Looking at the listing, state how many of its lines contain the string "REAL". Write only the number.

Data extract:
%%
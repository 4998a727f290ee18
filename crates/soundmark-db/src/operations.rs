use anyhow::{Context, Result};
use deadpool_postgres::Pool;
use tokio_postgres::Row;

use crate::models::*;

/// Hashes per `= ANY($1)` round trip
const LOOKUP_CHUNK: usize = 4096;

/// Landmarks per JSONB insert statement
const INSERT_CHUNK: usize = 10_000;

/// Rows come back grouped by hash in request order
const LOOKUP_SQL: &str = "SELECT track_id, time_offset_ms, hash FROM landmarks
     WHERE hash = ANY($1)
     ORDER BY array_position($1, hash), track_id, time_offset_ms";

const TRACKS_SQL: &str = "SELECT id, title, artist, album, duration_seconds, pipeline_tag, created_at, fingerprint_count
     FROM track_summary
     WHERE id = ANY($1)
     ORDER BY id";

fn track_from_row(r: &Row) -> TrackRow {
    TrackRow {
        id: r.get(0),
        title: r.get(1),
        artist: r.get(2),
        album: r.get(3),
        duration_seconds: r.get(4),
        pipeline_tag: r.get(5),
        created_at: r.get(6),
        fingerprint_count: r.get(7),
    }
}

/// Insert a track and all of its landmarks in one transaction.
///
/// Readers never observe the track row without its landmarks: both become
/// visible at commit.
pub async fn insert_track_with_landmarks(
    pool: &Pool,
    track: &NewTrack,
    landmarks: &[NewLandmark],
) -> Result<i64> {
    let mut client = pool.get().await?;
    let tx = client
        .transaction()
        .await
        .context("Failed to open ingest transaction")?;

    let row = tx
        .query_one(
            "INSERT INTO tracks (title, artist, album, duration_seconds, pipeline_tag)
             VALUES ($1, $2, $3, $4, $5)
             RETURNING id",
            &[
                &track.title,
                &track.artist,
                &track.album,
                &track.duration_seconds,
                &track.pipeline_tag,
            ],
        )
        .await
        .context("Failed to insert track")?;
    let track_id: i64 = row.get(0);

    for chunk in landmarks.chunks(INSERT_CHUNK) {
        let rows: Vec<LandmarkInsert<'_>> = chunk
            .iter()
            .map(|landmark| LandmarkInsert { track_id, landmark })
            .collect();
        let json_array = serde_json::to_value(&rows).context("Failed to serialize landmarks")?;

        tx.execute(
            "INSERT INTO landmarks
                 (track_id, hash, time_offset_ms, anchor_freq, target_freq, delta_time_ms, strength)
             SELECT
                 (lm->>'track_id')::BIGINT,
                 (lm->>'hash')::BIGINT,
                 (lm->>'time_offset_ms')::INTEGER,
                 (lm->>'anchor_freq')::INTEGER,
                 (lm->>'target_freq')::INTEGER,
                 (lm->>'delta_time_ms')::REAL,
                 (lm->>'strength')::REAL
             FROM jsonb_array_elements($1::jsonb) AS lm",
            &[&json_array],
        )
        .await
        .context("Failed to batch insert landmarks")?;
    }

    tx.commit().await.context("Failed to commit ingest")?;

    log::debug!("Inserted track {} with {} landmarks", track_id, landmarks.len());
    Ok(track_id)
}

/// Remove a track and its landmarks in one transaction.
///
/// Landmarks go first so no posting can outlive its track. Returns whether
/// the track existed.
pub async fn delete_track(pool: &Pool, track_id: i64) -> Result<bool> {
    let mut client = pool.get().await?;
    let tx = client
        .transaction()
        .await
        .context("Failed to open delete transaction")?;

    tx.execute("DELETE FROM landmarks WHERE track_id = $1", &[&track_id])
        .await
        .context("Failed to delete landmarks")?;
    let deleted = tx
        .execute("DELETE FROM tracks WHERE id = $1", &[&track_id])
        .await
        .context("Failed to delete track")?;

    tx.commit().await.context("Failed to commit delete")?;
    Ok(deleted > 0)
}

/// Fetch every landmark whose hash is in `hashes`, in batches, ordered by
/// position in `hashes`, then track and offset
pub async fn lookup_by_hashes(pool: &Pool, hashes: &[i64]) -> Result<Vec<LandmarkHit>> {
    if hashes.is_empty() {
        return Ok(Vec::new());
    }

    let client = pool.get().await?;
    let statement = client
        .prepare(LOOKUP_SQL)
        .await
        .context("Failed to prepare hash lookup")?;

    let mut hits = Vec::new();
    for chunk in hashes.chunks(LOOKUP_CHUNK) {
        let batch: Vec<i64> = chunk.to_vec();
        let rows = client
            .query(&statement, &[&batch])
            .await
            .context("Failed to look up landmarks by hash")?;

        hits.extend(rows.iter().map(|r| LandmarkHit {
            track_id: r.get(0),
            time_offset_ms: r.get(1),
            hash: r.get(2),
        }));
    }

    Ok(hits)
}

/// Get one track by ID
pub async fn get_track(pool: &Pool, track_id: i64) -> Result<Option<TrackRow>> {
    let client = pool.get().await?;

    let row = client
        .query_opt(
            "SELECT id, title, artist, album, duration_seconds, pipeline_tag, created_at, fingerprint_count
             FROM track_summary
             WHERE id = $1",
            &[&track_id],
        )
        .await
        .context("Failed to get track")?;

    Ok(row.as_ref().map(track_from_row))
}

/// Get the tracks among `track_ids` that exist, in one round trip
pub async fn get_tracks(pool: &Pool, track_ids: &[i64]) -> Result<Vec<TrackRow>> {
    if track_ids.is_empty() {
        return Ok(Vec::new());
    }

    let client = pool.get().await?;
    let rows = client
        .query(TRACKS_SQL, &[&track_ids])
        .await
        .context("Failed to get tracks")?;

    Ok(rows.iter().map(track_from_row).collect())
}

/// List all tracks in id (insertion) order
pub async fn list_tracks(pool: &Pool) -> Result<Vec<TrackRow>> {
    let client = pool.get().await?;

    let rows = client
        .query(
            "SELECT id, title, artist, album, duration_seconds, pipeline_tag, created_at, fingerprint_count
             FROM track_summary
             ORDER BY id",
            &[],
        )
        .await
        .context("Failed to list tracks")?;

    Ok(rows.iter().map(track_from_row).collect())
}

/// Get all landmarks of a track in time order
pub async fn get_landmarks_by_track(pool: &Pool, track_id: i64) -> Result<Vec<LandmarkRow>> {
    let client = pool.get().await?;

    let rows = client
        .query(
            "SELECT track_id, hash, time_offset_ms, anchor_freq, target_freq, delta_time_ms, strength
             FROM landmarks
             WHERE track_id = $1
             ORDER BY time_offset_ms, hash",
            &[&track_id],
        )
        .await
        .context("Failed to get landmarks")?;

    Ok(rows
        .iter()
        .map(|r| LandmarkRow {
            track_id: r.get(0),
            hash: r.get(1),
            time_offset_ms: r.get(2),
            anchor_freq: r.get(3),
            target_freq: r.get(4),
            delta_time_ms: r.get(5),
            strength: r.get(6),
        })
        .collect())
}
%%
Problem solution:
2